◆ How to complete this task ◆
Transcribe exactly the lines that begin the material and continue through the line containing "also used as". Leave out whatever follows.

◆ Record set ◆
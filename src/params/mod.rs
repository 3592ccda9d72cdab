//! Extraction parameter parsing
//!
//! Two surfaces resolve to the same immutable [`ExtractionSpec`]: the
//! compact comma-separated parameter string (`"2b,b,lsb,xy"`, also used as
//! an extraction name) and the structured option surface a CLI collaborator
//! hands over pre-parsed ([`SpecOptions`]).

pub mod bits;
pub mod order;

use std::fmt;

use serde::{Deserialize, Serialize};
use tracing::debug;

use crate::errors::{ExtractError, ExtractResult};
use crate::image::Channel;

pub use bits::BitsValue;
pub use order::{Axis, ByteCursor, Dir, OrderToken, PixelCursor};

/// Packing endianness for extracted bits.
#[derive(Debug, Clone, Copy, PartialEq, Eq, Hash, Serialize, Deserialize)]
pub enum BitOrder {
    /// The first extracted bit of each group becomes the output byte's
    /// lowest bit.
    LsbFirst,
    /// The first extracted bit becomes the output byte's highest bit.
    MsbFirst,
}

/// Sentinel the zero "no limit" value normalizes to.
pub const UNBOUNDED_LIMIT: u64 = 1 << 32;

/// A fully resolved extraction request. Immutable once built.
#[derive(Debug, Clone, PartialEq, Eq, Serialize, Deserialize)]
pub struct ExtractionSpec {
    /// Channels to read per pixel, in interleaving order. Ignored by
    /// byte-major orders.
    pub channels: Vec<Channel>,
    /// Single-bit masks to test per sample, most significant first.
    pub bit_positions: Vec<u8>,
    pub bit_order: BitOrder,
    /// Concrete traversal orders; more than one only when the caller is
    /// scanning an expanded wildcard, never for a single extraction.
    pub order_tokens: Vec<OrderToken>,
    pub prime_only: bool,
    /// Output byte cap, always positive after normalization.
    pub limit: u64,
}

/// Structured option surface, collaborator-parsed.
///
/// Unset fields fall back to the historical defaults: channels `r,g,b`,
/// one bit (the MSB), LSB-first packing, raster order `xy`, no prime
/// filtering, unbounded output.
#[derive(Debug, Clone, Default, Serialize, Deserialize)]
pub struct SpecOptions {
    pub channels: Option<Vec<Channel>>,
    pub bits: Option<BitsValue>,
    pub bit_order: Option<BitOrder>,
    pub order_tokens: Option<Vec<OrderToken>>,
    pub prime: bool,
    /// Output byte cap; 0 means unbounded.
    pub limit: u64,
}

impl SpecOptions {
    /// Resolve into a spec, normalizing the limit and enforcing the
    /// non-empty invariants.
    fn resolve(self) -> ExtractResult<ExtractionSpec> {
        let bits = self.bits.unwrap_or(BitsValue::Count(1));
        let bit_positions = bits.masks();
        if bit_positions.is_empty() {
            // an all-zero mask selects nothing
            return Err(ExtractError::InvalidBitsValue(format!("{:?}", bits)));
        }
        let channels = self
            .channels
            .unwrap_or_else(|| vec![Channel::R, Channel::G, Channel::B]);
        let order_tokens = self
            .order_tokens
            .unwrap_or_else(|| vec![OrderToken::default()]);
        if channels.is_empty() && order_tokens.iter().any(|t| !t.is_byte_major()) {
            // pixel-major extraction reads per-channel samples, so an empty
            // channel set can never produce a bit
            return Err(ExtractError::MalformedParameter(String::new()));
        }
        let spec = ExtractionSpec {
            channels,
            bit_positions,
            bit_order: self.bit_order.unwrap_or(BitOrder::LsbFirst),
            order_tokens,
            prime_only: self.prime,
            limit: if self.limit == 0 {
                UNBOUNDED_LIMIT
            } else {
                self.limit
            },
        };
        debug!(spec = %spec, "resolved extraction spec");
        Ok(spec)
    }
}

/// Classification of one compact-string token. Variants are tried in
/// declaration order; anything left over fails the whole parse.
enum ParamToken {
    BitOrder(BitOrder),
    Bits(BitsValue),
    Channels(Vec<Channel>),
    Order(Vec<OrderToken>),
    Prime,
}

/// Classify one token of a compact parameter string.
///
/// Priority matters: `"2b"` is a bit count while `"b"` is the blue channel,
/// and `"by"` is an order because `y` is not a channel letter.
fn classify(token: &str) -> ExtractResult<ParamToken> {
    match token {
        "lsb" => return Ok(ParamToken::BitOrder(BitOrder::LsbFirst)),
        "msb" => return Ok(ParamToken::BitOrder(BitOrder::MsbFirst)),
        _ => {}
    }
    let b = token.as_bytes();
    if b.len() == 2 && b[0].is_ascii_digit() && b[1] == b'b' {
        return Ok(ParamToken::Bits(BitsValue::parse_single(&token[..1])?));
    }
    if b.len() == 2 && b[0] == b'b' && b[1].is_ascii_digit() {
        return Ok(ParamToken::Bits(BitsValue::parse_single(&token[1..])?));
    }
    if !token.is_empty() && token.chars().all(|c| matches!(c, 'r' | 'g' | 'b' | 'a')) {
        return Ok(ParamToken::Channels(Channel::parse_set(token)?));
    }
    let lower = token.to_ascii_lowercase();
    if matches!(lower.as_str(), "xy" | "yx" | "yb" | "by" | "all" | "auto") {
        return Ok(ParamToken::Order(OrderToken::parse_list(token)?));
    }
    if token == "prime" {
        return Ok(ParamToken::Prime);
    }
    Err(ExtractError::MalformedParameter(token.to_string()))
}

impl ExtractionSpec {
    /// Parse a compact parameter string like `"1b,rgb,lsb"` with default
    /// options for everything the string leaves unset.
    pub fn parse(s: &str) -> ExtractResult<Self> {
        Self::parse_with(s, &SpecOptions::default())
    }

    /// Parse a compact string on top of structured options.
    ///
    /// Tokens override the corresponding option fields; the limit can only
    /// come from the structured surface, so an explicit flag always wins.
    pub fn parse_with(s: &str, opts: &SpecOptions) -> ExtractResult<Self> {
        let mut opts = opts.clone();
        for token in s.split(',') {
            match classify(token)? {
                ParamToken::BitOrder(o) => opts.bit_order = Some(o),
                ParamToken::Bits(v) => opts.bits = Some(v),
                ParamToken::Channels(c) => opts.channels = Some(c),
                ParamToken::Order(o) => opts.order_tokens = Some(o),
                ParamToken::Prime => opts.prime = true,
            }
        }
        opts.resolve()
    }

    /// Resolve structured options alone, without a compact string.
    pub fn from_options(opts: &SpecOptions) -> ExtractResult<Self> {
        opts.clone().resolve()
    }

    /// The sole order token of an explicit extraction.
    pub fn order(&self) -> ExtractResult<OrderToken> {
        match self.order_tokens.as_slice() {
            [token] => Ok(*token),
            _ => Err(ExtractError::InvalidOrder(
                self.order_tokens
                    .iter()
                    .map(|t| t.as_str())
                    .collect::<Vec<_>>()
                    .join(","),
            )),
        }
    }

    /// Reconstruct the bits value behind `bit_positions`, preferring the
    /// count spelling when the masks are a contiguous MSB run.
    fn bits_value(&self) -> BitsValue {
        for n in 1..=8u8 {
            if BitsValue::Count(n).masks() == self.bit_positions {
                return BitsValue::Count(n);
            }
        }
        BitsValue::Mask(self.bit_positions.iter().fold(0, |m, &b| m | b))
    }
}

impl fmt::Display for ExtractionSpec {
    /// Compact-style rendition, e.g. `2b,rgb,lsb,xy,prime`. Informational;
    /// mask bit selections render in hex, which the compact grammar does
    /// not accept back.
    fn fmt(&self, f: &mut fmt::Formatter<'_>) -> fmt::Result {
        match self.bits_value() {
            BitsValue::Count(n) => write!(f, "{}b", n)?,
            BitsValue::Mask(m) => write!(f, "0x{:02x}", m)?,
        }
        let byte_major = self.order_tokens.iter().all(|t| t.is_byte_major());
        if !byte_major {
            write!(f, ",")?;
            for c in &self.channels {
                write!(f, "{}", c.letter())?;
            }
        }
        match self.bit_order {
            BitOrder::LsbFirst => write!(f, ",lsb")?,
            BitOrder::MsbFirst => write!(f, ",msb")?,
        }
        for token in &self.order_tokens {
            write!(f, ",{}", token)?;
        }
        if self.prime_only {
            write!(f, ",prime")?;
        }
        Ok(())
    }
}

◆ Result ◆
filename src/params/mod.rs
repository 3592ccda9d72cdab
//! Extraction parameter parsing
//!
//! Two surfaces resolve to the same immutable [`ExtractionSpec`]: the
//! compact comma-separated parameter string (`"2b,b,lsb,xy"`, also used as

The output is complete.